Data entries:
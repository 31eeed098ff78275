// MCP protocol types and definitions (JSON-RPC 2.0)

use serde::{Deserialize, Serialize};

pub const JSONRPC_VERSION: &str = "2.0";

/// Protocol revisions this server speaks, newest first
pub const SUPPORTED_PROTOCOL_VERSIONS: &[&str] = &["2025-06-18", "2025-03-26", "2024-11-05"];

/// JSON-RPC 2.0 Request
#[derive(Debug, Clone, Serialize, Deserialize)]
pub struct JsonRpcRequest {
    pub jsonrpc: String,
    #[serde(skip_serializing_if = "Option::is_none")]
    pub id: Option<serde_json::Value>,
    pub method: String,
    #[serde(skip_serializing_if = "Option::is_none")]
    pub params: Option<serde_json::Value>,
}

impl JsonRpcRequest {
    pub fn new(
        id: impl Into<serde_json::Value>,
        method: impl Into<String>,
        params: serde_json::Value,
    ) -> Self {
        Self {
            jsonrpc: JSONRPC_VERSION.to_string(),
            id: Some(id.into()),
            method: method.into(),
            params: Some(params),
        }
    }

    pub fn notification(method: impl Into<String>) -> Self {
        Self {
            jsonrpc: JSONRPC_VERSION.to_string(),
            id: None,
            method: method.into(),
            params: None,
        }
    }

    pub fn is_notification(&self) -> bool {
        self.id.is_none()
    }
}

/// JSON-RPC 2.0 Response
#[derive(Debug, Clone, Serialize, Deserialize)]
pub struct JsonRpcResponse {
    pub jsonrpc: String,
    pub id: serde_json::Value,
    #[serde(skip_serializing_if = "Option::is_none")]
    pub result: Option<serde_json::Value>,
    #[serde(skip_serializing_if = "Option::is_none")]
    pub error: Option<JsonRpcError>,
}

impl JsonRpcResponse {
    pub fn success(id: impl Into<serde_json::Value>, result: impl Serialize) -> Self {
        let id = id.into();
        match serde_json::to_value(result) {
            Ok(result) => Self {
                jsonrpc: JSONRPC_VERSION.to_string(),
                id,
                result: Some(result),
                error: None,
            },
            Err(e) => Self::error(id, JsonRpcError::internal_error(e.to_string())),
        }
    }

    pub fn error(id: impl Into<serde_json::Value>, error: JsonRpcError) -> Self {
        Self {
            jsonrpc: JSONRPC_VERSION.to_string(),
            id: id.into(),
            result: None,
            error: Some(error),
        }
    }

    pub fn is_error(&self) -> bool {
        self.error.is_some()
    }
}

/// JSON-RPC 2.0 Error
#[derive(Debug, Clone, Serialize, Deserialize)]
pub struct JsonRpcError {
    pub code: i32,
    pub message: String,
    #[serde(skip_serializing_if = "Option::is_none")]
    pub data: Option<serde_json::Value>,
}

impl JsonRpcError {
    pub fn parse_error() -> Self {
        Self {
            code: -32700,
            message: "Parse error".to_string(),
            data: None,
        }
    }

    pub fn invalid_request() -> Self {
        Self {
            code: -32600,
            message: "Invalid Request".to_string(),
            data: None,
        }
    }

    pub fn method_not_found(method: &str) -> Self {
        Self {
            code: -32601,
            message: format!("Method not found: {}", method),
            data: None,
        }
    }

    pub fn invalid_params(message: impl Into<String>) -> Self {
        Self {
            code: -32602,
            message: message.into(),
            data: None,
        }
    }

    pub fn internal_error(message: impl Into<String>) -> Self {
        Self {
            code: -32603,
            message: message.into(),
            data: None,
        }
    }
}

// MCP-specific protocol messages

/// Tool definition for MCP
#[derive(Debug, Clone, Serialize, Deserialize)]
pub struct ToolSchema {
    pub name: String,
    pub description: String,
    #[serde(rename = "inputSchema")]
    pub input_schema: serde_json::Value,
}

/// List tools response
#[derive(Debug, Clone, Serialize, Deserialize)]
pub struct ListToolsResult {
    pub tools: Vec<ToolSchema>,
}

/// Call tool request params
#[derive(Debug, Clone, Serialize, Deserialize)]
pub struct CallToolParams {
    pub name: String,
    #[serde(default)]
    pub arguments: serde_json::Value,
}

/// Call tool response, the uniform output envelope of every tool
#[derive(Debug, Clone, PartialEq, Serialize, Deserialize)]
pub struct CallToolResult {
    pub content: Vec<ToolContent>,
    #[serde(rename = "isError", skip_serializing_if = "Option::is_none")]
    pub is_error: Option<bool>,
}

impl CallToolResult {
    pub fn text(text: impl Into<String>) -> Self {
        Self {
            content: vec![ToolContent::text(text)],
            is_error: None,
        }
    }

    pub fn texts<I, S>(texts: I) -> Self
    where
        I: IntoIterator<Item = S>,
        S: Into<String>,
    {
        Self {
            content: texts.into_iter().map(ToolContent::text).collect(),
            is_error: None,
        }
    }

    pub fn error(text: impl Into<String>) -> Self {
        Self {
            content: vec![ToolContent::text(text)],
            is_error: Some(true),
        }
    }

    pub fn is_error(&self) -> bool {
        self.is_error.unwrap_or(false)
    }

    /// Text of every content entry, in order
    pub fn text_entries(&self) -> impl Iterator<Item = &str> {
        self.content.iter().map(|content| match content {
            ToolContent::Text { text } => text.as_str(),
        })
    }
}

#[derive(Debug, Clone, PartialEq, Eq, Serialize, Deserialize)]
#[serde(tag = "type")]
pub enum ToolContent {
    #[serde(rename = "text")]
    Text { text: String },
}

impl ToolContent {
    pub fn text(text: impl Into<String>) -> Self {
        Self::Text { text: text.into() }
    }
}

/// Initialize request params
#[derive(Debug, Clone, Serialize, Deserialize)]
pub struct InitializeParams {
    #[serde(rename = "protocolVersion")]
    pub protocol_version: String,
    #[serde(default)]
    pub capabilities: ClientCapabilities,
    #[serde(rename = "clientInfo")]
    pub client_info: ClientInfo,
}

#[derive(Debug, Clone, Default, Serialize, Deserialize)]
pub struct ClientCapabilities {
    #[serde(default)]
    pub experimental: serde_json::Value,
    #[serde(default)]
    pub sampling: serde_json::Value,
}

#[derive(Debug, Clone, Serialize, Deserialize)]
pub struct ClientInfo {
    pub name: String,
    pub version: String,
}

/// Initialize response
#[derive(Debug, Clone, Serialize, Deserialize)]
pub struct InitializeResult {
    #[serde(rename = "protocolVersion")]
    pub protocol_version: String,
    pub capabilities: ServerCapabilities,
    #[serde(rename = "serverInfo")]
    pub server_info: ServerInfo,
    #[serde(skip_serializing_if = "Option::is_none")]
    pub instructions: Option<String>,
}

#[derive(Debug, Clone, Serialize, Deserialize)]
pub struct ServerCapabilities {
    pub tools: Option<ToolsCapability>,
}

#[derive(Debug, Clone, Serialize, Deserialize)]
pub struct ToolsCapability {
    #[serde(rename = "listChanged")]
    pub list_changed: bool,
}

#[derive(Debug, Clone, Serialize, Deserialize)]
pub struct ServerInfo {
    pub name: String,
    pub version: String,
}

/// Pick the protocol revision to answer `initialize` with
pub fn negotiate_protocol_version(requested: &str) -> &'static str {
    SUPPORTED_PROTOCOL_VERSIONS
        .iter()
        .copied()
        .find(|version| *version == requested)
        .unwrap_or(SUPPORTED_PROTOCOL_VERSIONS[0])
}
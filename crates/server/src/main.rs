use anyhow::Result;
use clap::Parser;
use std::path::PathBuf;

mod api;
mod config;
mod session;

use config::{AppState, ServerConfig};

#[derive(Parser, Debug)]
#[command(name = "tmcp-fetch")]
#[command(about = "MCP endpoint for fetching URLs as Markdown and reading Wikipedia", long_about = None)]
struct Args {
    /// Path to configuration file
    #[arg(short, long, default_value = "tmcp-fetch.toml", env = "TMCP_FETCH_CONFIG")]
    config: PathBuf,

    /// Port to listen on (overrides the configuration file)
    #[arg(short, long, env = "TMCP_FETCH_PORT")]
    port: Option<u16>,

    /// Host to bind to (overrides the configuration file)
    #[arg(long, env = "TMCP_FETCH_HOST")]
    host: Option<String>,
}

#[tokio::main]
async fn main() -> Result<()> {
    // Initialize tracing
    tracing_subscriber::fmt()
        .with_env_filter(
            tracing_subscriber::EnvFilter::try_from_default_env()
                .unwrap_or_else(|_| "tmcp_fetch=info,tower_http=debug".into()),
        )
        .with_target(false)
        .with_thread_ids(true)
        .with_file(true)
        .with_line_number(true)
        .init();

    let args = Args::parse();

    tracing::info!("Starting tmcp-fetch {}", env!("CARGO_PKG_VERSION"));

    // Load configuration
    let mut config = ServerConfig::load(&args.config)?;
    if let Some(port) = args.port {
        config.http.port = port;
    }
    if let Some(host) = args.host {
        config.http.host = host;
    }

    let state = AppState::new(&config)?;

    api::serve(&config.bind_addr(), state).await?;

    Ok(())
}
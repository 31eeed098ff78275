use super::not_found;
use crate::config::AppState;
use axum::{
    extract::State,
    http::{HeaderMap, StatusCode},
    response::{IntoResponse, Response},
    Json,
};
use serde_json::Value;
use std::sync::Arc;
use tmcp_fetch_mcp::McpServer;

pub const SESSION_HEADER: &str = "mcp-session-id";

fn session_id(headers: &HeaderMap) -> Option<&str> {
    headers.get(SESSION_HEADER).and_then(|v| v.to_str().ok())
}

/// Handle one JSON-RPC message posted to the MCP endpoint
pub async fn post_mcp(
    State(state): State<Arc<AppState>>,
    headers: HeaderMap,
    body: String,
) -> Response {
    let request = match McpServer::parse_message(&body) {
        Ok(request) => request,
        Err(response) => return (StatusCode::BAD_REQUEST, Json(response)).into_response(),
    };

    if request.method == "initialize" {
        let client_name = request
            .params
            .as_ref()
            .and_then(|params| params.get("clientInfo"))
            .and_then(|info| info.get("name"))
            .and_then(Value::as_str)
            .map(str::to_string);

        return match state.server.handle_request(request).await {
            Some(response) if !response.is_error() => {
                let session = state.sessions.create(client_name).await;
                ([(SESSION_HEADER, session)], Json(response)).into_response()
            }
            Some(response) => Json(response).into_response(),
            None => StatusCode::ACCEPTED.into_response(),
        };
    }

    if let Some(session) = session_id(&headers) {
        match state.sessions.get(session).await {
            Some(known) => {
                tracing::debug!(session, client = ?known.client_name, method = %request.method, "session request");
            }
            None => {
                tracing::debug!(session, "request for unknown session");
                return not_found().await.into_response();
            }
        }
    }

    match state.server.handle_request(request).await {
        Some(response) => Json(response).into_response(),
        None => StatusCode::ACCEPTED.into_response(),
    }
}

/// Terminate a session
pub async fn delete_mcp(State(state): State<Arc<AppState>>, headers: HeaderMap) -> Response {
    let Some(session) = session_id(&headers) else {
        return (StatusCode::BAD_REQUEST, "Missing Mcp-Session-Id header").into_response();
    };

    if state.sessions.remove(session).await {
        StatusCode::NO_CONTENT.into_response()
    } else {
        not_found().await.into_response()
    }
}
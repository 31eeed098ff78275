// Shared mapping from pipeline failures to tool responses

use crate::protocol::CallToolResult;
use tmcp_fetch_core::FetchError;

/// The only message callers see for failures other than an HTTP status
pub const GENERIC_FAILURE: &str = "failed to fetch";

/// Log `error` in full and return the caller-facing error response.
///
/// Non-2xx statuses are the one distinguishable case; everything else
/// collapses to [`GENERIC_FAILURE`].
pub fn failure_result(tool: &str, error: &FetchError) -> CallToolResult {
    tracing::error!(tool, error = %error, "tool call failed");

    match error.status() {
        Some(code) => CallToolResult::error(format!("failed to fetch with code {}", code)),
        None => CallToolResult::error(GENERIC_FAILURE),
    }
}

> Work to be completed: Your task is to find each line in the entries that contains the string "false" and copy it.

> Reply:
        self.is_error.unwrap_or(false)
        .with_target(false)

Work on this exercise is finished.